Montanhas Azuis na Culturgest: um passeio relaxado pelo sintético
Na passada sexta-feira, na Culturgest, a proposta do trio Montanhas Azuis foi clara: um passeio relaxado pelo sintético. Mas o sintético não tem de ser totalmente artificial ou urbano, ou ter a normal frieza associada. Os Montanhas Azuis mostraram-nos que pode existir paz numa ilha de plástico, se pudermos avistar as montanhas.
As sequências de notas etéreas em piano de Marco Franco, assim como as animações coloridas e movimentadas de Pedro Maia projectadas no ecrã, marcaram imediatamente a ambiência a que nos convidava o trio e elevaram o público das cadeiras. O espaço intimista e acolhedor do grande auditório da Culturgest facilitou o consentimento da plateia para dar início a esta viagem, acompanhada principalmente pelo som dos diversos sintetizadores que se distribuem pelo palco. O dialecto japonês do pedal utilizado por Bruno Pernadas só enfatiza ainda mais a nossa súbita condição de turistas visitantes.
“Faz Faz” surge, trazendo consigo as sonoridades dreamy presentes ao longo de todo o álbum. Aqui, como nos restantes temas, somos presenteados com melodias simples, com poucas notas que, pela sua natureza minimalista, têm um peso maior e nos dizem mais.

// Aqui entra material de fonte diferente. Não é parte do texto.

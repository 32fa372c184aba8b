// Copyright 2018 Mozilla
//
// Licensed under the Apache License, Version 2.0 (the "License"); you may not use
// this file except in compliance with the License. You may obtain a copy of the
// License at http://www.apache.org/licenses/LICENSE-2.0
// Unless required by applicable law or agreed to in writing, software distributed
// under the License is distributed on an "AS IS" BASIS, WITHOUT WARRANTIES OR
// CONDITIONS OF ANY KIND, either express or implied. See the License for the
// specific language governing permissions and limitations under the License.

//! Temporal visibility.
//!
//! SQLite has no session variables, so the as-of context lives in the
//! one-row configuration table `as_of_tx(tx)`, created at bootstrap with a
//! NULL row. Generated views read it with a scalar subquery: one read per
//! query, and per-connection scope, which is exactly the session-variable
//! contract. A NULL `tx` means "current".
//!
//! A datom is visible at T iff it was asserted at or before T and not
//! retracted at or before T.

use rusqlite;

use palimpsest_core::Entid;

use errors::Result;

/// The scalar subquery reading the as-of context.
pub const AS_OF_SQL: &'static str = "(SELECT tx FROM as_of_tx)";

fn qualify(alias: Option<&str>, column: &str) -> String {
    match alias {
        Some(a) => format!("{}.{}", a, column),
        None => column.to_string(),
    }
}

/// The current-state filter: the datom has not been retracted.
pub fn current_sql(alias: Option<&str>) -> String {
    format!("{} IS NULL", qualify(alias, "retracted_by"))
}

/// The as-of filter: asserted at or before the as-of point, and either
/// never retracted or retracted after it.
pub fn visible_sql(alias: Option<&str>) -> String {
    let tx = qualify(alias, "tx");
    let retracted_by = qualify(alias, "retracted_by");
    format!("({tx} <= {as_of} AND ({r} IS NULL OR {r} > {as_of}))",
            tx = tx,
            r = retracted_by,
            as_of = AS_OF_SQL)
}

/// The branch filters of the dispatching view. The two are mutually
/// exclusive on the configuration row, so only one branch of the UNION
/// produces rows for any given query.
pub fn dispatch_current_sql() -> String {
    format!("{} IS NULL", AS_OF_SQL)
}

pub fn dispatch_history_sql() -> String {
    format!("{} IS NOT NULL", AS_OF_SQL)
}

pub fn get_as_of(conn: &rusqlite::Connection) -> Result<Option<Entid>> {
    let tx = conn.query_row("SELECT tx FROM as_of_tx", [], |row| row.get(0))?;
    Ok(tx)
}

pub fn set_as_of(conn: &rusqlite::Connection, tx: Option<Entid>) -> Result<()> {
    conn.execute("UPDATE as_of_tx SET tx = ?", [tx])?;
    Ok(())
}
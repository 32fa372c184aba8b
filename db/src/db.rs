// Copyright 2018 Mozilla
//
// Licensed under the Apache License, Version 2.0 (the "License"); you may not use
// this file except in compliance with the License. You may obtain a copy of the
// License at http://www.apache.org/licenses/LICENSE-2.0
// Unless required by applicable law or agreed to in writing, software distributed
// under the License is distributed on an "AS IS" BASIS, WITHOUT WARRANTIES OR
// CONDITIONS OF ANY KIND, either express or implied. See the License for the
// specific language governing permissions and limitations under the License.

use std::path::Path;

use itertools::Itertools;
use ordered_float::OrderedFloat;
use rusqlite;

use palimpsest_core::{
    Entid,
    TypedValue,
    ValueType,
    entid_from_parts,
};
use palimpsest_sql::{
    QueryBuilder,
    SQLiteQueryBuilder,
};

use bootstrap;
use errors::{
    DbError,
    Result,
};
use metadata;
use types::{
    Metadata,
    Partition,
    PartitionMap,
};

/// The schema version stamped into `PRAGMA user_version`.
pub const CURRENT_VERSION: i32 = 1;

/// Open a SQLite connection to the given path, or in memory if the path is
/// empty, and apply connection pragmas.
pub fn new_connection<T>(uri: T) -> rusqlite::Result<rusqlite::Connection>
    where T: AsRef<Path> {
    let conn = match uri.as_ref().to_string_lossy().len() {
        0 => rusqlite::Connection::open_in_memory()?,
        _ => rusqlite::Connection::open(uri)?,
    };

    conn.execute_batch("
        PRAGMA journal_mode = WAL;
        PRAGMA foreign_keys = ON;
        PRAGMA busy_timeout = 5000;
    ")?;

    Ok(conn)
}

fn schema_version(conn: &rusqlite::Connection) -> Result<i32> {
    let version = conn.query_row("PRAGMA user_version", [], |row| row.get(0))?;
    Ok(version)
}

/// Create the fixed relations and seed the store if this connection points
/// at an empty database, then materialise the metadata either way.
pub fn ensure_initialized(conn: &rusqlite::Connection) -> Result<Metadata> {
    if schema_version(conn)? < CURRENT_VERSION {
        info!("initializing new store");
        conn.execute_batch("BEGIN")?;
        let seeded = create_tables(conn).and_then(|_| bootstrap::bootstrap(conn));
        match seeded {
            Ok(()) => {
                conn.pragma_update(None, "user_version", CURRENT_VERSION)?;
                conn.execute_batch("COMMIT")?;
            },
            Err(e) => {
                let _ = conn.execute_batch("ROLLBACK");
                return Err(e);
            },
        }
    }
    metadata::read_metadata(conn)
}

fn create_tables(conn: &rusqlite::Connection) -> Result<()> {
    conn.execute_batch("
        CREATE TABLE partitions (
            id INTEGER NOT NULL PRIMARY KEY,
            ident TEXT NOT NULL UNIQUE,
            next_id INTEGER NOT NULL
        );
        CREATE TABLE transactions (
            id INTEGER NOT NULL PRIMARY KEY,
            instant TEXT NOT NULL
        );
        CREATE TABLE as_of_tx (tx INTEGER);
    ")?;
    Ok(())
}

/// Mint a fresh entity id from the named partition.
///
/// The counter bump and the read happen in one statement, so concurrent
/// allocators serialise on the partitions row and no id is handed out
/// twice. Counters are not gap-repaired: an aborted transaction wastes the
/// ids it allocated.
pub fn allocate_entity(conn: &rusqlite::Connection, partition: &str) -> Result<Entid> {
    let allocated = conn.query_row(
        "UPDATE partitions SET next_id = next_id + 1 WHERE ident = ? \
         RETURNING (id << 48) | (next_id - 1)",
        [partition],
        |row| row.get(0));
    match allocated {
        Ok(entid) => Ok(entid),
        Err(rusqlite::Error::QueryReturnedNoRows) => {
            Err(DbError::UnknownPartition(partition.to_string()))
        },
        Err(e) => Err(e.into()),
    }
}

/// Mint a transaction: an entity in the `tx` partition, recorded with its
/// wall-clock instant.
pub fn new_transaction(conn: &rusqlite::Connection) -> Result<Entid> {
    let tx = allocate_entity(conn, "tx")?;
    conn.execute(
        "INSERT INTO transactions (id, instant) VALUES (?, strftime('%Y-%m-%dT%H:%M:%fZ', 'now'))",
        [tx])?;
    Ok(tx)
}

/// Resolve an attribute ident to its entid by way of the `db/ident` datoms.
pub fn attr_id(conn: &rusqlite::Connection, ident: &str) -> Result<Entid> {
    let entid = conn.query_row(
        "SELECT e FROM attr_db_ident WHERE v_typed = ? AND retracted_by IS NULL",
        [ident],
        |row| row.get(0));
    match entid {
        Ok(entid) => Ok(entid),
        Err(rusqlite::Error::QueryReturnedNoRows) => {
            Err(DbError::UnknownAttribute(ident.to_string()))
        },
        Err(e) => Err(e.into()),
    }
}

pub fn read_partition_map(conn: &rusqlite::Connection) -> Result<PartitionMap> {
    let mut stmt = conn.prepare("SELECT id, ident, next_id FROM partitions")?;
    let mut map = PartitionMap::new();
    let rows = stmt.query_and_then([], |row| -> Result<Partition> {
        Ok(Partition {
            id: row.get::<_, i64>(0)? as u16,
            ident: row.get(1)?,
            next_id: row.get(2)?,
        })
    })?;
    for partition in rows {
        let partition = partition?;
        map.insert(partition.ident.clone(), partition);
    }
    Ok(map)
}

/// Recreate the parent `datoms` relation as the union of every attribute's
/// child relation. SQLite has no table inheritance, so the parent is a view
/// over the registry of members; insertions always target a child.
pub fn regenerate_datoms_view(conn: &rusqlite::Connection, metadata: &Metadata) -> Result<()> {
    conn.execute("DROP VIEW IF EXISTS datoms", [])?;

    let tables = metadata.attribute_tables();
    if tables.is_empty() {
        return Ok(());
    }

    let mut builder = SQLiteQueryBuilder::new();
    builder.push_sql("CREATE VIEW datoms (e, a, v_raw, tx, retracted_by) AS ");
    builder.push_sql(&tables
        .iter()
        .map(|t| format!("SELECT e, a, v_raw, tx, retracted_by FROM \"{}\"", t))
        .join(" UNION ALL "));
    conn.execute(&builder.finish().sql, [])?;
    Ok(())
}

/// Conversion of raw stored values back into `TypedValue`, the read-path
/// half of the codec.
pub trait TypedSQLValue: Sized {
    fn from_sql_value(value: rusqlite::types::Value, value_type: ValueType) -> Result<Self>;
}

impl TypedSQLValue for TypedValue {
    fn from_sql_value(value: rusqlite::types::Value, value_type: ValueType) -> Result<TypedValue> {
        use rusqlite::types::Value;

        let mismatch = |value: &Value| {
            DbError::ValueCoercion(format!("stored value {:?} does not match {}", value, value_type))
        };

        match (value_type, value) {
            (ValueType::Text, Value::Text(s)) => Ok(TypedValue::Text(s)),
            (ValueType::Int4, Value::Integer(i)) => {
                if i < -2147483648 || i > 2147483647 {
                    return Err(DbError::ValueCoercion(format!("{} out of range for int4", i)));
                }
                Ok(TypedValue::Int4(i as i32))
            },
            (ValueType::Int8, Value::Integer(i)) => Ok(TypedValue::Int8(i)),
            (ValueType::Float4, Value::Real(f)) => Ok(TypedValue::Float4(OrderedFloat(f as f32))),
            (ValueType::Float4, Value::Integer(i)) => Ok(TypedValue::Float4(OrderedFloat(i as f32))),
            (ValueType::Float8, Value::Real(f)) => Ok(TypedValue::Float8(OrderedFloat(f))),
            (ValueType::Float8, Value::Integer(i)) => Ok(TypedValue::Float8(OrderedFloat(i as f64))),
            (ValueType::Numeric, Value::Integer(i)) => Ok(TypedValue::Numeric(i.to_string())),
            (ValueType::Numeric, Value::Real(f)) => Ok(TypedValue::Numeric(f.to_string())),
            (ValueType::Numeric, Value::Text(s)) => Ok(TypedValue::Numeric(s)),
            (ValueType::Boolean, Value::Integer(i)) => Ok(TypedValue::Boolean(i != 0)),
            (ValueType::Bytes, Value::Blob(b)) => Ok(TypedValue::Bytes(b)),
            (ValueType::Ref, Value::Integer(i)) => Ok(TypedValue::Ref(i)),
            (vt @ ValueType::Instant, Value::Text(ref s))
            | (vt @ ValueType::Date, Value::Text(ref s))
            | (vt @ ValueType::Uuid, Value::Text(ref s))
            | (vt @ ValueType::Json, Value::Text(ref s)) => {
                TypedValue::from_canonical_string(vt, s)
                    .map_err(|e| DbError::ValueCoercion(e.to_string()))
            },
            (_, ref v) => Err(mismatch(v)),
        }
    }
}

/// The first id allocated from a partition, relative to its bootstrap
/// counter. Exposed for tests and for clients reasoning about id layout.
pub fn first_entid_of(partition_id: u16) -> Entid {
    entid_from_parts(partition_id, 1)
}

#[cfg(test)]
mod tests {
    use super::*;
    use palimpsest_core::{
        PART_TX,
        PART_USER,
        counter_of,
        partition_of,
    };

    fn open_seeded() -> (rusqlite::Connection, Metadata) {
        let _ = ::env_logger::try_init();
        let conn = new_connection("").expect("connection");
        let metadata = ensure_initialized(&conn).expect("initialized");
        (conn, metadata)
    }

    #[test]
    fn test_bootstrap_partitions() {
        let (conn, _) = open_seeded();
        let partitions = read_partition_map(&conn).expect("partitions");
        let idents: Vec<&str> = partitions.keys().map(|s| s.as_str()).collect();
        assert_eq!(idents, vec!["db", "tx", "user"]);
        assert_eq!(partitions["db"].next_id, 300);
        assert_eq!(partitions["tx"].next_id, 1);
        assert_eq!(partitions["user"].next_id, 1);
    }

    #[test]
    fn test_allocation_is_monotonic_and_partitioned() {
        let (conn, _) = open_seeded();
        let first = allocate_entity(&conn, "user").expect("entid");
        let second = allocate_entity(&conn, "user").expect("entid");
        assert_eq!(first, first_entid_of(PART_USER));
        assert_eq!(partition_of(first), PART_USER);
        assert_eq!(counter_of(first), 1);
        assert_eq!(second, first + 1);
    }

    #[test]
    fn test_unknown_partition() {
        let (conn, _) = open_seeded();
        match allocate_entity(&conn, "nope") {
            Err(DbError::UnknownPartition(ref p)) => assert_eq!(p, "nope"),
            x => panic!("expected UnknownPartition, got {:?}", x),
        }
    }

    #[test]
    fn test_transactions_are_recorded_in_order() {
        let (conn, _) = open_seeded();
        let t1 = new_transaction(&conn).expect("tx");
        let t2 = new_transaction(&conn).expect("tx");
        assert_eq!(t1, first_entid_of(PART_TX));
        assert!(t2 > t1);

        let instants: Vec<String> = {
            let mut stmt = conn.prepare("SELECT instant FROM transactions ORDER BY id").expect("prepare");
            let rows = stmt.query_map([], |row| row.get(0)).expect("rows");
            rows.collect::<rusqlite::Result<Vec<String>>>().expect("instants")
        };
        // Bootstrap transaction 0 plus the two we allocated.
        assert_eq!(instants.len(), 3);
        let mut sorted = instants.clone();
        sorted.sort();
        assert_eq!(instants, sorted);
    }

    #[test]
    fn test_attr_id_resolves_bootstrap_idents() {
        let (conn, _) = open_seeded();
        assert_eq!(attr_id(&conn, "db/ident").expect("db/ident"), 1);
        assert_eq!(attr_id(&conn, "db.type/ref").expect("db.type/ref"), 112);
        assert_eq!(attr_id(&conn, "db.cardinality/many").expect("many"), 201);
        match attr_id(&conn, "nope/nope") {
            Err(DbError::UnknownAttribute(_)) => {},
            x => panic!("expected UnknownAttribute, got {:?}", x),
        }
    }

    #[test]
    fn test_typed_sql_value_round_trip() {
        let v = TypedValue::from_sql_value(rusqlite::types::Value::Integer(1), ValueType::Boolean)
            .expect("bool");
        assert_eq!(v, TypedValue::Boolean(true));
        assert!(TypedValue::from_sql_value(rusqlite::types::Value::Text("x".into()), ValueType::Int8).is_err());
    }
}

Estando habituados ao fingerstyle complexo de Norberto Lobo na guitarra, é curioso observá-lo neste papel mais contido, mantendo na mesma a capacidade de arrebatar com as suas texturas e os silêncios, que flutuam numa atmosfera exótica dançante. Bruno Pernadas move-se pelo palco, mostrando-nos as suas já conhecidas competências de multi-instrumentista através da interpretação no sintetizador com uma dedicação atenta, assim como durante a transformação da sua guitarra numa voz que deixa de ser a dele. Ambos se entrelaçam com as sonoridades belíssimas do piano, que se estende também através do sintetizador de Marco Franco. O criador de grande parte das melodias iniciais destes temas vai fornecer as telas melódicas que permitem que os restantes artistas pintem livremente. Mesmo durante o concerto foi possível perceber que não deixaram de acontecer alguns momentos de criação mais livre, tendo sido este o formato inicial e constante de composição da tríade.
Apesar de curtos, cada tema transmite um conceito e atmosfera bem marcada, o que enfatiza a capacidade de dizer tanto com recurso a tão pouco. Esta contenção propositada por parte dos artistas deixa também espaço à criatividade de quem ouve, permitindo imaginar-nos nos anos 80 futuristas ou criar mundos paralelos que incluem nuvens de porcelana, jardins japoneses (como é o caso da “Coral de Recife”) e aldeias rurais feitas de plástico multicolor, cheias de sol. Imagino eu, um plástico eco-friendly. Um plástico inevitável num futuro onde o sintético fará cada vez mais parte, sem que tenha de se impor como substituição ao que é naturalmente belo.